*Task details*: Scan the lines below for the string "blocking" and report how many lines contain it, giving only the number.

*Data under study*:
//! Live-feed channel subscriptions. Each row registers a notification
//! channel together with the format template its messages are rendered
//! with. The broadcast router treats these as read-only configuration;
//! registration itself is driven by external collaborators.

use crate::framework::DatabaseProcessor;
use kanau::processor::Processor;

#[derive(Debug, Clone, PartialEq, Eq, sqlx::FromRow)]
pub struct LiveSubscription {
    pub channel_id: i64,
    pub fmt: String,
}

#[derive(Debug, Clone, Copy)]
/// Fetch every registered subscription.
pub struct GetLiveSubscriptions;

impl Processor<GetLiveSubscriptions> for DatabaseProcessor {
    type Output = Vec<LiveSubscription>;
    type Error = sqlx::Error;
    #[tracing::instrument(skip_all, err, name = "SQL:GetLiveSubscriptions")]
    async fn process(&self, _query: GetLiveSubscriptions) -> Result<Vec<LiveSubscription>, sqlx::Error> {
        let subscriptions = sqlx::query_as::<_, LiveSubscription>(
            "SELECT channel_id, fmt FROM tempevents ORDER BY channel_id ASC",
        )
        .fetch_all(&self.pool)
        .await?;
        Ok(subscriptions)
    }
}

#[derive(Debug, Clone)]
/// Register a channel for the live feed with its format template.
pub struct AddLiveSubscription {
    pub channel_id: i64,
    pub fmt: String,
}

impl Processor<AddLiveSubscription> for DatabaseProcessor {
    type Output = ();
    type Error = sqlx::Error;
    #[tracing::instrument(skip_all, err, name = "SQL:AddLiveSubscription")]
    async fn process(&self, cmd: AddLiveSubscription) -> Result<(), sqlx::Error> {
        sqlx::query("INSERT INTO tempevents (channel_id, fmt) VALUES (?, ?)")
            .bind(cmd.channel_id)
            .bind(&cmd.fmt)
            .execute(&self.pool)
            .await?;
        Ok(())
    }
}
#[tokio::test]
async fn events_without_subscribers_are_retired() {
    let pool = setup_pool().await;
    let season_id = create_season(&pool, 0, 1_000).await;
    let recorder = EventRecorder::new(pool.clone(), DecreasePolicy::ClampToZero);

    recorder.record(&snapshot("#AAA", 10, 0), season_id, 100).await.unwrap();
    recorder.record(&snapshot("#AAA", 35, 0), season_id, 101).await.unwrap();

    let sink = Arc::new(RecordingSink::default());
    let router = BroadcastRouter::new(pool.clone(), sink.clone(), test_broadcast_config());
    let stats = router.sweep().await.unwrap();
    assert_eq!(stats.events_reported, 1);
    assert!(sink.sent.lock().await.is_empty());
}

#[tokio::test]
async fn unreported_events_poll_oldest_first() {
    let pool = setup_pool().await;
    let season_id = create_season(&pool, 0, 10_000).await;
    let recorder = EventRecorder::new(pool.clone(), DecreasePolicy::ClampToZero);

    for (tag, times) in [("#AAA", [100, 300]), ("#BBB", [100, 200])] {
        recorder.record(&snapshot(tag, 10, 0), season_id, times[0]).await.unwrap();
        recorder.record(&snapshot(tag, 20, 0), season_id, times[1]).await.unwrap();
    }

    let db = DatabaseProcessor { pool: pool.clone() };
    let events = db.process(GetUnreportedEvents { limit: 10 }).await.unwrap();
    let times: Vec<i64> = events.iter().map(|e| e.time).collect();
    assert_eq!(times, vec![200, 300]);
    assert_eq!(events[0].player_tag, "#BBB");
}
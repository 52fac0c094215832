//! Event channel factories and handles.

use super::types::{RecordedTick, SnapshotBatch};
use tokio::sync::mpsc;

/// Default buffer size for event channels.
///
/// Enough to absorb bursts from the feed while keeping memory bounded;
/// a full channel pushes backpressure onto the feed adapter.
pub const DEFAULT_CHANNEL_BUFFER: usize = 256;

/// Sender handle for SnapshotBatch payloads.
pub type SnapshotBatchSender = mpsc::Sender<SnapshotBatch>;
/// Receiver handle for SnapshotBatch payloads.
pub type SnapshotBatchReceiver = mpsc::Receiver<SnapshotBatch>;

/// Sender handle for RecordedTick events.
pub type RecordedTickSender = mpsc::Sender<RecordedTick>;
/// Receiver handle for RecordedTick events.
pub type RecordedTickReceiver = mpsc::Receiver<RecordedTick>;

/// Create a new SnapshotBatch channel.
///
/// Multiple senders can be cloned from the returned sender; the single
/// receiver belongs to the `SnapshotIngestor`.
pub fn snapshot_batch_channel() -> (SnapshotBatchSender, SnapshotBatchReceiver) {
    mpsc::channel(DEFAULT_CHANNEL_BUFFER)
}

/// Create a new RecordedTick channel.
pub fn recorded_tick_channel() -> (RecordedTickSender, RecordedTickReceiver) {
    mpsc::channel(DEFAULT_CHANNEL_BUFFER)
}
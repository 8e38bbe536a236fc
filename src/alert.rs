use embedded_hal::blocking::delay::DelayMs;

/// Base frequency the buzzer PWM slice is configured for.
pub const BUZZER_FREQ_HZ: u32 = 100;

pub const TONE_MS: u32 = 1000;
pub const TONE_PAUSE_MS: u32 = 100;
pub const BLINK_ON_MS: u32 = 200;
pub const BLINK_OFF_MS: u32 = 125;
pub const CYCLE_PAUSE_MS: u32 = 500;
pub const REPEATS: u32 = 3;

/// Buzzer plus indicator LED, as one sink.
pub trait AlertEmitter {
    fn tone_on(&mut self);
    fn tone_off(&mut self);
    fn indicator(&mut self, on: bool);
}

/// Game-over signal: three beep-and-blink cycles, blocking throughout.
/// Runs once per game and always returns.
pub fn run<E, D>(emitter: &mut E, delay: &mut D)
where
    E: AlertEmitter,
    D: DelayMs<u32>,
{
    for _ in 0..REPEATS {
        emitter.tone_on();
        delay.delay_ms(TONE_MS);
        emitter.tone_off();
        delay.delay_ms(TONE_PAUSE_MS);

        emitter.indicator(true);
        delay.delay_ms(BLINK_ON_MS);
        emitter.indicator(false);
        delay.delay_ms(BLINK_OFF_MS);

        delay.delay_ms(CYCLE_PAUSE_MS);
    }
}

#[cfg(test)]
mod tests {
    use super::*;

    #[derive(Debug, PartialEq, Clone, Copy)]
    enum Event {
        ToneOn,
        ToneOff,
        IndicatorOn,
        IndicatorOff,
    }

    #[derive(Default)]
    struct MockEmitter {
        events: Vec<Event>,
    }

    impl AlertEmitter for MockEmitter {
        fn tone_on(&mut self) {
            self.events.push(Event::ToneOn);
        }

        fn tone_off(&mut self) {
            self.events.push(Event::ToneOff);
        }

        fn indicator(&mut self, on: bool) {
            self.events.push(if on {
                Event::IndicatorOn
            } else {
                Event::IndicatorOff
            });
        }
    }

    #[derive(Default)]
    struct MockDelay {
        sleeps: Vec<u32>,
    }

    impl DelayMs<u32> for MockDelay {
        fn delay_ms(&mut self, ms: u32) {
            self.sleeps.push(ms);
        }
    }

    #[test]
    fn exactly_three_beep_blink_cycles() {
        let mut emitter = MockEmitter::default();
        let mut delay = MockDelay::default();
        run(&mut emitter, &mut delay);

        let cycle = [
            Event::ToneOn,
            Event::ToneOff,
            Event::IndicatorOn,
            Event::IndicatorOff,
        ];
        let expected: Vec<Event> = cycle.iter().copied().cycle().take(cycle.len() * 3).collect();
        assert_eq!(emitter.events, expected);
    }

    #[test]
    fn pauses_follow_the_fixed_pattern() {
        let mut emitter = MockEmitter::default();
        let mut delay = MockDelay::default();
        run(&mut emitter, &mut delay);

        let per_cycle = [
            TONE_MS,
            TONE_PAUSE_MS,
            BLINK_ON_MS,
            BLINK_OFF_MS,
            CYCLE_PAUSE_MS,
        ];
        let expected: Vec<u32> = per_cycle
            .iter()
            .copied()
            .cycle()
            .take(per_cycle.len() * 3)
            .collect();
        assert_eq!(delay.sleeps, expected);
    }
}
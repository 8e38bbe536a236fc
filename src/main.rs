#![no_std]
#![no_main]

use defmt_rtt as _;
use panic_halt as _;

use cortex_m_rt::entry;
use embedded_graphics::{
    mono_font::{ascii::FONT_6X10, MonoTextStyle},
    pixelcolor::BinaryColor,
    prelude::*,
    text::{Baseline, Text},
};
use embedded_hal::digital::v2::{InputPin, OutputPin};
use embedded_hal::PwmPin;
use ssd1306::{mode::BufferedGraphicsMode, prelude::*, I2CDisplayInterface, Ssd1306};

use rp_pico::hal::{
    clocks::{init_clocks_and_plls, Clock},
    fugit::RateExtU32,
    gpio::{FunctionI2C, Pin, PullUp},
    pac,
    sio::Sio,
    watchdog::Watchdog,
    Timer, I2C,
};

use chess_clock::alert::{self, AlertEmitter};
use chess_clock::clock::{ClockState, Phase, Player, INITIAL_BUDGET_MS};
use chess_clock::display::{render, render_final, RenderSurface};

/// Loop pacing: display refresh and button sampling at ~20Hz.
const POLL_INTERVAL_MS: u32 = 50;
const PARK_SLEEP_MS: u32 = 100;

/// Buffered SSD1306 behind the render seam: text draws land in RAM,
/// `commit` pushes the whole frame over I2C.
struct Oled<DI, SIZE>
where
    SIZE: DisplaySize,
{
    driver: Ssd1306<DI, SIZE, BufferedGraphicsMode<SIZE>>,
}

impl<DI, SIZE> RenderSurface for Oled<DI, SIZE>
where
    DI: WriteOnlyDataCommand,
    SIZE: DisplaySize,
{
    fn clear(&mut self) {
        self.driver.clear_buffer();
    }

    fn draw_text(&mut self, x: i32, y: i32, text: &str) {
        let style = MonoTextStyle::new(&FONT_6X10, BinaryColor::On);
        Text::with_baseline(text, Point::new(x, y), style, Baseline::Top)
            .draw(&mut self.driver)
            .unwrap();
    }

    fn commit(&mut self) {
        self.driver.flush().unwrap();
    }
}

/// PWM buzzer plus status LED behind the alert seam.
struct BuzzerLed<B, L> {
    buzzer: B,
    led: L,
}

impl<B, L> AlertEmitter for BuzzerLed<B, L>
where
    B: PwmPin<Duty = u16>,
    L: OutputPin,
{
    fn tone_on(&mut self) {
        // 50% duty at the slice's 100Hz base frequency.
        let duty = self.buzzer.get_max_duty() / 2;
        self.buzzer.set_duty(duty);
    }

    fn tone_off(&mut self) {
        self.buzzer.set_duty(0);
    }

    fn indicator(&mut self, on: bool) {
        if on {
            self.led.set_high().ok();
        } else {
            self.led.set_low().ok();
        }
    }
}

#[entry]
fn main() -> ! {
    let mut pac = pac::Peripherals::take().unwrap();
    let core = pac::CorePeripherals::take().unwrap();
    let mut watchdog = Watchdog::new(pac.WATCHDOG);
    let sio = Sio::new(pac.SIO);

    let external_xtal_freq_hz = 12_000_000u32;
    let clocks = init_clocks_and_plls(
        external_xtal_freq_hz,
        pac.XOSC,
        pac.CLOCKS,
        pac.PLL_SYS,
        pac.PLL_USB,
        &mut pac.RESETS,
        &mut watchdog,
    )
    .ok()
    .unwrap();

    let mut delay = cortex_m::delay::Delay::new(core.SYST, clocks.system_clock.freq().to_Hz());
    let timer = Timer::new(pac.TIMER, &mut pac.RESETS, &clocks);

    let pins = rp_pico::Pins::new(
        pac.IO_BANK0,
        pac.PADS_BANK0,
        sio.gpio_bank0,
        &mut pac.RESETS,
    );

    let led = pins.gpio13.into_push_pull_output();
    let button_white = pins.gpio5.into_pull_up_input();
    let button_black = pins.gpio6.into_pull_up_input();

    // SSD1306 128x64 on I2C1 (SDA=GP14, SCL=GP15).
    let sda: Pin<_, FunctionI2C, PullUp> = pins.gpio14.reconfigure();
    let scl: Pin<_, FunctionI2C, PullUp> = pins.gpio15.reconfigure();
    let i2c = I2C::i2c1(
        pac.I2C1,
        sda,
        scl,
        400.kHz(),
        &mut pac.RESETS,
        &clocks.system_clock,
    );

    let interface = I2CDisplayInterface::new(i2c);
    let mut surface = Oled {
        driver: Ssd1306::new(interface, DisplaySize128x64, DisplayRotation::Rotate0)
            .into_buffered_graphics_mode(),
    };
    surface.driver.init().unwrap();

    // Buzzer on GP21 (slice 2, channel B). With the default wrap of
    // 65535, a divider of 19 + 1/16 puts the carrier at ~100Hz.
    let pwm_slices = rp_pico::hal::pwm::Slices::new(pac.PWM, &mut pac.RESETS);
    let mut buzzer_slice = pwm_slices.pwm2;
    buzzer_slice.set_div_int(19);
    buzzer_slice.set_div_frac(1);
    buzzer_slice.enable();
    let mut buzzer = buzzer_slice.channel_b;
    buzzer.output_to(pins.gpio21);

    let mut alarm = BuzzerLed { buzzer, led };
    alarm.tone_off();
    alarm.indicator(false);

    defmt::info!("chess clock up, {}ms per side", INITIAL_BUDGET_MS);

    let mut state = ClockState::new(INITIAL_BUDGET_MS);
    let mut last = timer.get_counter();

    while state.phase() == Phase::Running {
        let now = timer.get_counter();
        // Monotonic counter, but clamp anyway: no negative decrements.
        let elapsed_ms = now
            .checked_duration_since(last)
            .map(|d| d.to_millis() as u32)
            .unwrap_or(0);
        last = now;

        // Only the side on move can end its own turn.
        let active_pressed = match state.active() {
            Player::White => button_white.is_low().unwrap_or(false),
            Player::Black => button_black.is_low().unwrap_or(false),
        };

        let on_move = state.active();
        state.tick(elapsed_ms, active_pressed);
        if state.active() != on_move {
            defmt::info!("turn passed to {}", state.active());
        }

        render(&mut surface, &state);
        delay.delay_ms(POLL_INTERVAL_MS);
    }

    let winner = state.winner().unwrap_or(Player::White);
    defmt::info!(
        "flag fell, {} wins with {}ms left",
        winner,
        state.remaining_ms(winner)
    );

    render_final(&mut surface, winner, state.remaining_ms(winner));
    alert::run(&mut alarm, &mut delay);

    // Nothing left to do until power-off.
    loop {
        delay.delay_ms(PARK_SLEEP_MS);
    }
}
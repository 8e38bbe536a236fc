use defmt::Format;

/// Starting budget per side: 5 minutes.
pub const INITIAL_BUDGET_MS: u32 = 5 * 60 * 1000;

/// Minimum interval after an accepted press during which further
/// presses are ignored.
pub const DEBOUNCE_HOLDOFF_MS: u32 = 200;

#[derive(Clone, Copy, PartialEq, Eq, Debug, Format)]
pub enum Player {
    White,
    Black,
}

impl Player {
    pub fn opponent(self) -> Self {
        match self {
            Player::White => Player::Black,
            Player::Black => Player::White,
        }
    }

    /// Display name shown on the OLED.
    pub fn label(self) -> &'static str {
        match self {
            Player::White => "Brancas",
            Player::Black => "Pretas",
        }
    }
}

#[derive(Clone, Copy, PartialEq, Eq, Debug, Format)]
pub enum Phase {
    Running,
    Expired,
}

/// State of the clock between two ticks.
///
/// Owned exclusively by the main loop; `tick` is the only mutator.
/// `Expired` is absorbing: once a flag falls the remainders are frozen
/// for the final render.
#[derive(Debug, Format)]
pub struct ClockState {
    white_remaining_ms: u32,
    black_remaining_ms: u32,
    active: Player,
    phase: Phase,
    holdoff_ms: u32,
}

impl ClockState {
    pub fn new(budget_ms: u32) -> Self {
        Self {
            white_remaining_ms: budget_ms,
            black_remaining_ms: budget_ms,
            active: Player::White,
            phase: Phase::Running,
            holdoff_ms: 0,
        }
    }

    /// Advances the clock by `elapsed_ms` of wall time.
    ///
    /// `active_pressed` is the debounced level of the *active* side's
    /// button only; the inactive button must not be sampled. Expiry is
    /// checked before any turn switch, so a press on the same tick
    /// that empties the budget is ignored.
    pub fn tick(&mut self, elapsed_ms: u32, active_pressed: bool) {
        if self.phase == Phase::Expired {
            return;
        }

        self.holdoff_ms = self.holdoff_ms.saturating_sub(elapsed_ms);

        let remaining = match self.active {
            Player::White => &mut self.white_remaining_ms,
            Player::Black => &mut self.black_remaining_ms,
        };
        *remaining = remaining.saturating_sub(elapsed_ms);
        if *remaining == 0 {
            self.phase = Phase::Expired;
            return;
        }

        if active_pressed && self.holdoff_ms == 0 {
            self.active = self.active.opponent();
            self.holdoff_ms = DEBOUNCE_HOLDOFF_MS;
        }
    }

    pub fn phase(&self) -> Phase {
        self.phase
    }

    pub fn active(&self) -> Player {
        self.active
    }

    pub fn remaining_ms(&self, player: Player) -> u32 {
        match player {
            Player::White => self.white_remaining_ms,
            Player::Black => self.black_remaining_ms,
        }
    }

    /// The side whose budget did not run out. `None` while running.
    ///
    /// Only the active side is ever decremented, so exactly one
    /// remainder can be zero once `phase` is `Expired`.
    pub fn winner(&self) -> Option<Player> {
        match self.phase {
            Phase::Running => None,
            Phase::Expired => {
                if self.white_remaining_ms == 0 {
                    Some(Player::Black)
                } else {
                    Some(Player::White)
                }
            }
        }
    }
}
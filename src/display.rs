use core::fmt::Write;

use heapless::String;

use crate::clock::{ClockState, Player};

/// Vertical offsets of the two timer lines, matching the 128x64 panel.
pub const WHITE_LINE_Y: i32 = 10;
pub const BLACK_LINE_Y: i32 = 30;
pub const FINAL_LINE_Y: i32 = 20;

/// Opaque display sink. The firmware backs it with the buffered
/// SSD1306 driver; tests back it with a recording mock.
pub trait RenderSurface {
    fn clear(&mut self);
    fn draw_text(&mut self, x: i32, y: i32, text: &str);
    fn commit(&mut self);
}

/// Formats a remaining duration as zero-padded `MM:SS`, flooring
/// partial seconds.
pub fn format_mm_ss(ms: u32) -> String<8> {
    let mut out = String::new();
    write!(out, "{:02}:{:02}", ms / 60_000, (ms / 1_000) % 60).ok();
    out
}

/// Full-frame redraw of both timers.
pub fn render<S: RenderSurface>(surface: &mut S, state: &ClockState) {
    let mut line: String<24> = String::new();

    surface.clear();

    write!(
        line,
        "Brancas: {}",
        format_mm_ss(state.remaining_ms(Player::White))
    )
    .ok();
    surface.draw_text(0, WHITE_LINE_Y, &line);

    line.clear();
    write!(
        line,
        "Pretas:  {}",
        format_mm_ss(state.remaining_ms(Player::Black))
    )
    .ok();
    surface.draw_text(0, BLACK_LINE_Y, &line);

    surface.commit();
}

/// Final screen: the surviving side and the time it had left.
pub fn render_final<S: RenderSurface>(surface: &mut S, winner: Player, winner_remaining_ms: u32) {
    let mut line: String<24> = String::new();
    write!(
        line,
        "{} vencem! {}",
        winner.label(),
        format_mm_ss(winner_remaining_ms)
    )
    .ok();

    surface.clear();
    surface.draw_text(0, FINAL_LINE_Y, &line);
    surface.commit();
}
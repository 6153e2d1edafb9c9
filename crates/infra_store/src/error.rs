//! Storage errors

use thiserror::Error;

/// Errors a snapshot store can report
#[derive(Debug, Error)]
pub enum StoreError {
    /// The backing store could not be reached
    #[error("Store unavailable: {message}")]
    Unavailable {
        message: String,
        #[source]
        source: Option<Box<dyn std::error::Error + Send + Sync>>,
    },

    /// The snapshot could not be encoded or decoded
    #[error("Serialization error: {0}")]
    Serialization(String),
}

impl StoreError {
    pub fn unavailable(message: impl Into<String>) -> Self {
        StoreError::Unavailable {
            message: message.into(),
            source: None,
        }
    }

    pub fn serialization(message: impl Into<String>) -> Self {
        StoreError::Serialization(message.into())
    }
}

*Expected output*: 2